At this point, “zpool list” should show the four pools like this:

NAME       SIZE ALLOC   FREE   CAP DEDUP HEALTH ALTROOT

warp-mdt0   252M   192K   252M     0% 1.00x ONLINE –

warp-mgt0   252M   198K   252M     0% 1.00x ONLINE –

warp-ost0 3.97G   192K 3.97G     0% 1.00x ONLINE –

warp-ost1 3.97G   201K 3.97G     0% 1.00x ONLINE –

Note: For now, we are using the simple case of one “disk” per Lustre store. If you want to experiment with other configurations later (mirrors/RAIDs) you can create sparse more files, and re-mkfs the filesystem. You would insert the type of ZFS RAID being created right after “–fsname warpfs” – like, “raidz”, “raidz2”, or “mirror” – and increase the number of “disks” being supplied accordingly – like, “warp-ost-disk1a”, “warp-ost-disk1b”, and so on.

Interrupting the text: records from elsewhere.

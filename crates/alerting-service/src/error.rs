//! 告警服务错误类型
//!
//! 在共享库 AlertingError 之上区分引擎侧故障（规则加载/输出发布）与基础设施故障。

use alerting_engine::EngineError;
use alerting_shared::error::AlertingError;

#[derive(Debug, thiserror::Error)]
pub enum ServiceError {
    /// 规则集编译或读取失败
    #[error("规则引擎错误: {0}")]
    Engine(#[from] EngineError),

    #[error(transparent)]
    Shared(#[from] AlertingError),
}

impl ServiceError {
    pub fn code(&self) -> &'static str {
        match self {
            Self::Engine(_) => "ENGINE_ERROR",
            Self::Shared(e) => e.code(),
        }
    }
}
//! 规则
//!
//! 规则是有序步骤链 + 保护器 + 计数器的组合，构建后在所有工作线程间共享。
//!
//! 评估流程：
//! 1. 保护器处于抑制状态时直接返回 NO_MATCH，不执行步骤也不计数
//! 2. 依次执行步骤：ERROR 立即返回并计入 errors；FILTERED / NO_MATCH 返回本步骤执行前的事件
//!    （FILTERED 计入 filters）；MATCH 提交本步骤产生的事件并继续
//! 3. 全部 MATCH 后写入规则标识与阈值字段，通知保护器并计入 matches

use crate::error::{EngineError, Result};
use crate::event::{Event, fields};
use crate::governor::{RuleProtection, RuleProtectionConfig};
use crate::metrics::{MetricCounter, MetricName, MetricRegistry};
use crate::result::{EvaluationOutcome, EvaluationResult};
use crate::step::Evaluable;
use crate::testing_logger::{InactiveTestingLogger, TestingLogger};
use chrono::{DateTime, Utc};
use std::any::Any;
use std::fmt;
use std::panic::{self, AssertUnwindSafe};
use std::sync::Arc;
use tracing::{debug, info};

/// 匹配任意来源类型的通配值
pub const ANY_SOURCE_TYPE: &str = "*";

pub struct Rule {
    name: String,
    version: u32,
    full_name: String,
    author: String,
    description: String,
    source_type: String,
    steps: Vec<Box<dyn Evaluable>>,
    protection: RuleProtection,
    matches_counter: MetricCounter,
    filters_counter: MetricCounter,
    errors_counter: MetricCounter,
    logger: Arc<dyn TestingLogger>,
}

impl Rule {
    pub fn builder() -> RuleBuilder {
        RuleBuilder::default()
    }

    pub fn name(&self) -> &str {
        &self.name
    }

    pub fn version(&self) -> u32 {
        self.version
    }

    /// `<name>_v<version>`，写入命中事件与指标名
    pub fn full_name(&self) -> &str {
        &self.full_name
    }

    pub fn author(&self) -> &str {
        &self.author
    }

    pub fn description(&self) -> &str {
        &self.description
    }

    pub fn source_type(&self) -> &str {
        &self.source_type
    }

    pub fn protection(&self) -> &RuleProtection {
        &self.protection
    }

    pub fn protection_config(&self) -> &RuleProtectionConfig {
        self.protection.config()
    }

    pub fn matches_counter(&self) -> &MetricCounter {
        &self.matches_counter
    }

    pub fn filters_counter(&self) -> &MetricCounter {
        &self.filters_counter
    }

    pub fn errors_counter(&self) -> &MetricCounter {
        &self.errors_counter
    }

    pub fn step_count(&self) -> usize {
        self.steps.len()
    }

    /// 规则是否适用于该事件的来源类型
    pub fn applies_to(&self, event: &Event) -> bool {
        self.source_type == ANY_SOURCE_TYPE
            || event.sensor_type() == Some(self.source_type.as_str())
    }

    pub fn evaluate(&self, event: &Event) -> EvaluationOutcome {
        self.evaluate_at(event, Utc::now())
    }

    /// 以指定时刻评估（保护窗口按该时刻滚动）
    pub fn evaluate_at(&self, event: &Event, now: DateTime<Utc>) -> EvaluationOutcome {
        if self.protection.check_suppressed(now) {
            debug!(rule = %self.full_name, "规则处于抑制状态，跳过评估");
            return EvaluationOutcome::no_match(event.clone());
        }

        debug!(rule = %self.full_name, "开始评估规则");
        let mut current = event.clone();

        for (index, step) in self.steps.iter().enumerate() {
            let outcome = panic::catch_unwind(AssertUnwindSafe(|| step.evaluate(&current)))
                .unwrap_or_else(|payload| {
                    EvaluationOutcome::error("panic", panic_message(payload.as_ref()))
                });

            match outcome {
                EvaluationOutcome::Error { diagnostic } => {
                    debug!(
                        rule = %self.full_name,
                        step = index,
                        diagnostic = %diagnostic,
                        "规则评估出错"
                    );
                    self.errors_counter.increment();
                    return EvaluationOutcome::Error { diagnostic };
                }
                EvaluationOutcome::Ok {
                    result: EvaluationResult::Filtered,
                    ..
                } => {
                    self.filters_counter.increment();
                    return EvaluationOutcome::filtered(current);
                }
                EvaluationOutcome::Ok {
                    result: EvaluationResult::NoMatch,
                    ..
                } => {
                    return EvaluationOutcome::no_match(current);
                }
                EvaluationOutcome::Ok {
                    result: EvaluationResult::Match,
                    event,
                } => {
                    current = event;
                }
            }
        }

        current.insert(fields::FULL_RULE_NAME, self.full_name.clone());
        current.insert(fields::MAX_PER_HOUR, self.protection_config().max_per_hour);
        current.insert(fields::MAX_PER_DAY, self.protection_config().max_per_day);

        self.protection.record_match(now);
        self.matches_counter.increment();

        let msg = format!("the rule: {} matched", self.full_name);
        info!(rule = %self.full_name, "{}", msg);
        self.logger.append_message(&msg);

        EvaluationOutcome::matched(current)
    }
}

impl fmt::Debug for Rule {
    fn fmt(&self, f: &mut fmt::Formatter<'_>) -> fmt::Result {
        f.debug_struct("Rule")
            .field("full_name", &self.full_name)
            .field("source_type", &self.source_type)
            .field("steps", &self.steps.len())
            .field("protection", self.protection.config())
            .finish()
    }
}

fn panic_message(payload: &(dyn Any + Send)) -> String {
    if let Some(s) = payload.downcast_ref::<&str>() {
        (*s).to_string()
    } else if let Some(s) = payload.downcast_ref::<String>() {
        s.clone()
    } else {
        "步骤评估时发生未知 panic".to_string()
    }
}

/// 规则构建器
///
/// `build` 校验必填属性（名称、版本、指标注册表），缺失时返回 `MissingAttributes`。
#[derive(Default)]
pub struct RuleBuilder {
    name: Option<String>,
    version: Option<u32>,
    author: String,
    description: String,
    source_type: Option<String>,
    protection: RuleProtectionConfig,
    protection_anchor: Option<DateTime<Utc>>,
    steps: Vec<Box<dyn Evaluable>>,
    registry: Option<Arc<MetricRegistry>>,
    logger: Option<Arc<dyn TestingLogger>>,
}

impl RuleBuilder {
    pub fn name(mut self, name: impl Into<String>) -> Self {
        self.name = Some(name.into());
        self
    }

    pub fn version(mut self, version: u32) -> Self {
        self.version = Some(version);
        self
    }

    pub fn author(mut self, author: impl Into<String>) -> Self {
        self.author = author.into();
        self
    }

    pub fn description(mut self, description: impl Into<String>) -> Self {
        self.description = description.into();
        self
    }

    /// 未设置时为 `*`
    pub fn source_type(mut self, source_type: impl Into<String>) -> Self {
        self.source_type = Some(source_type.into());
        self
    }

    pub fn protection(mut self, protection: RuleProtectionConfig) -> Self {
        self.protection = protection;
        self
    }

    /// 保护窗口起点，默认为构建时刻
    pub fn protection_anchor(mut self, anchor: DateTime<Utc>) -> Self {
        self.protection_anchor = Some(anchor);
        self
    }

    pub fn add_step(mut self, step: impl Evaluable + 'static) -> Self {
        self.steps.push(Box::new(step));
        self
    }

    pub fn add_boxed_step(mut self, step: Box<dyn Evaluable>) -> Self {
        self.steps.push(step);
        self
    }

    pub fn metric_registry(mut self, registry: Arc<MetricRegistry>) -> Self {
        self.registry = Some(registry);
        self
    }

    pub fn logger(mut self, logger: Arc<dyn TestingLogger>) -> Self {
        self.logger = Some(logger);
        self
    }

    pub fn build(self) -> Result<Rule> {
        let name = self
            .name
            .filter(|n| !n.trim().is_empty())
            .ok_or_else(|| EngineError::MissingAttributes("rule_name".to_string()))?;
        let version = self
            .version
            .ok_or_else(|| EngineError::MissingAttributes("rule_version".to_string()))?;
        let registry = self
            .registry
            .ok_or_else(|| EngineError::MissingAttributes("metric_registry".to_string()))?;

        let full_name = format!("{}_v{}", name, version);

        let counter = |metric: MetricName| {
            registry.create_counter(&metric.name_with_suffix(&full_name), metric.description())
        };
        let matches_counter = counter(MetricName::RuleMatches);
        let filters_counter = counter(MetricName::RuleFilters);
        let errors_counter = counter(MetricName::RuleErrorMatches);

        let protection = RuleProtection::with_anchor(
            full_name.clone(),
            self.protection,
            self.protection_anchor.unwrap_or_else(Utc::now),
        );

        Ok(Rule {
            name,
            version,
            full_name,
            author: self.author,
            description: self.description,
            source_type: self
                .source_type
                .unwrap_or_else(|| ANY_SOURCE_TYPE.to_string()),
            steps: self.steps,
            protection,
            matches_counter,
            filters_counter,
            errors_counter,
            logger: self
                .logger
                .unwrap_or_else(|| Arc::new(InactiveTestingLogger)),
        })
    }
}

#[cfg(test)]
mod tests {
    use super::*;
    use crate::step::{FieldMatcher, FieldTransform};
    use crate::testing_logger::StringTestingLogger;
    use chrono::{Duration, TimeZone};
    use serde_json::json;

    fn t0() -> DateTime<Utc> {
        Utc.with_ymd_and_hms(2024, 1, 15, 10, 0, 0).unwrap()
    }

    fn alert() -> Event {
        Event::try_from(json!({"source.type": "secret", "is_alert": "TruE"})).unwrap()
    }

    fn builder(registry: &Arc<MetricRegistry>) -> RuleBuilder {
        Rule::builder()
            .name("test_rule")
            .version(1)
            .metric_registry(registry.clone())
            .protection_anchor(t0())
    }

    /// 先改写事件再返回指定结论的步骤
    struct MutateThen(EvaluationResult);

    impl Evaluable for MutateThen {
        fn evaluate(&self, event: &Event) -> EvaluationOutcome {
            let mut changed = event.clone();
            changed.insert("candidate", true);
            EvaluationOutcome::from_result(self.0, changed)
        }
    }

    struct Failing;

    impl Evaluable for Failing {
        fn evaluate(&self, _event: &Event) -> EvaluationOutcome {
            EvaluationOutcome::error("LookupError", "lookup table unavailable")
        }
    }

    struct Panicking;

    impl Evaluable for Panicking {
        fn evaluate(&self, _event: &Event) -> EvaluationOutcome {
            panic!("step exploded")
        }
    }

    #[test]
    fn test_build_requires_attributes() {
        let registry = Arc::new(MetricRegistry::new());

        let err = Rule::builder().version(1).metric_registry(registry.clone()).build();
        assert!(matches!(err, Err(EngineError::MissingAttributes(_))));

        let err = Rule::builder().name("r").metric_registry(registry).build();
        assert!(matches!(err, Err(EngineError::MissingAttributes(_))));

        let err = Rule::builder().name("r").version(1).build();
        assert!(matches!(err, Err(EngineError::MissingAttributes(_))));
    }

    #[test]
    fn test_match_sets_identity_and_counts() {
        let registry = Arc::new(MetricRegistry::new());
        let logger = Arc::new(StringTestingLogger::new());
        let rule = builder(&registry)
            .protection(RuleProtectionConfig::new(100, 10000))
            .add_step(FieldMatcher::regex("is_alert", "(?i)true", false, false).unwrap())
            .logger(logger.clone())
            .build()
            .unwrap();

        let outcome = rule.evaluate_at(&alert(), t0());
        let event = outcome.event().unwrap();
        assert!(outcome.is_match());
        assert_eq!(event.get(fields::FULL_RULE_NAME), Some(&json!("test_rule_v1")));
        assert_eq!(event.get(fields::MAX_PER_HOUR), Some(&json!(100)));
        assert_eq!(event.get(fields::MAX_PER_DAY), Some(&json!(10000)));

        assert_eq!(registry.value("rule_matches_test_rule_v1"), Some(1));
        assert_eq!(rule.filters_counter().value(), 0);
        assert_eq!(logger.messages(), vec!["the rule: test_rule_v1 matched"]);
    }

    #[test]
    fn test_filtered_discards_failing_step_mutation() {
        let registry = Arc::new(MetricRegistry::new());
        let rule = builder(&registry)
            .add_step(FieldTransform::set("stage", json!("one")).unwrap())
            .add_step(MutateThen(EvaluationResult::Filtered))
            .build()
            .unwrap();

        let outcome = rule.evaluate_at(&alert(), t0());
        assert_eq!(outcome.result(), Some(EvaluationResult::Filtered));
        let event = outcome.event().unwrap();
        assert_eq!(event.get("stage"), Some(&json!("one")));
        assert!(!event.contains("candidate"));
        assert_eq!(rule.filters_counter().value(), 1);
        assert_eq!(rule.matches_counter().value(), 0);
    }

    #[test]
    fn test_no_match_discards_mutation_without_counting() {
        let registry = Arc::new(MetricRegistry::new());
        let rule = builder(&registry)
            .add_step(MutateThen(EvaluationResult::NoMatch))
            .build()
            .unwrap();

        let outcome = rule.evaluate_at(&alert(), t0());
        assert_eq!(outcome.result(), Some(EvaluationResult::NoMatch));
        assert_eq!(outcome.event(), Some(&alert()));
        assert_eq!(registry.snapshot().iter().map(|(_, v)| v).sum::<u64>(), 0);
    }

    #[test]
    fn test_error_stops_chain() {
        let registry = Arc::new(MetricRegistry::new());
        let rule = builder(&registry)
            .add_step(Failing)
            .add_step(MutateThen(EvaluationResult::Match))
            .build()
            .unwrap();

        let outcome = rule.evaluate_at(&alert(), t0());
        assert!(outcome.diagnostic().unwrap().contains("LookupError"));
        assert_eq!(rule.errors_counter().value(), 1);
        assert_eq!(rule.matches_counter().value(), 0);
    }

    #[test]
    fn test_panicking_step_is_contained() {
        let registry = Arc::new(MetricRegistry::new());
        let rule = builder(&registry).add_step(Panicking).build().unwrap();

        let outcome = rule.evaluate_at(&alert(), t0());
        let diagnostic = outcome.diagnostic().unwrap();
        assert!(diagnostic.starts_with("panic"));
        assert!(diagnostic.contains("step exploded"));
        assert_eq!(rule.errors_counter().value(), 1);
    }

    #[test]
    fn test_protection_suppresses_after_threshold() {
        let registry = Arc::new(MetricRegistry::new());
        let rule = builder(&registry)
            .protection(RuleProtectionConfig::new(2, 100))
            .add_step(FieldMatcher::regex("is_alert", "(?i)true", false, false).unwrap())
            .build()
            .unwrap();

        let now = t0() + Duration::minutes(5);
        for _ in 0..3 {
            assert!(rule.evaluate_at(&alert(), now).is_match());
        }

        let outcome = rule.evaluate_at(&alert(), now);
        assert_eq!(outcome.result(), Some(EvaluationResult::NoMatch));
        assert_eq!(outcome.event(), Some(&alert()));
        assert_eq!(rule.matches_counter().value(), 3);

        // 小时窗口滚动后恢复
        assert!(rule.evaluate_at(&alert(), t0() + Duration::minutes(61)).is_match());
    }

    #[test]
    fn test_applies_to_source_type() {
        let registry = Arc::new(MetricRegistry::new());
        let any = builder(&registry).build().unwrap();
        assert!(any.applies_to(&alert()));

        let specific = builder(&registry).name("other").source_type("dns").build().unwrap();
        assert!(!specific.applies_to(&alert()));
        assert_eq!(specific.source_type(), "dns");
    }
}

Now you will need a place to mount the backing filesystems and the Lustre filesystem itself:

mkdir /mnt/lustre

mkdir /warpfs

Start Lustre and mount the filesystem

Starting Lustre is as simple as starting any other service:

service lustre start

This should produce four lines of output, each saying that it is mounting one of the Lustre services.

Mounting warp-mgt0/mgt0 on /mnt/lustre/local/mgs

Mounting warp-mdt0/mdt0 on /mnt/lustre/local/mdt

Mounting warp-ost0/ost0 on /mnt/lustre/local/ost0

Mounting warp-ost1/ost1 on /mnt/lustre/local/ost1

If it doesn’t produce that output, you probably have a hostname typo (e.g., used “warpdemo” instead of “warpdemo.warpmech.com”) or perhaps skipped a step in the procedure.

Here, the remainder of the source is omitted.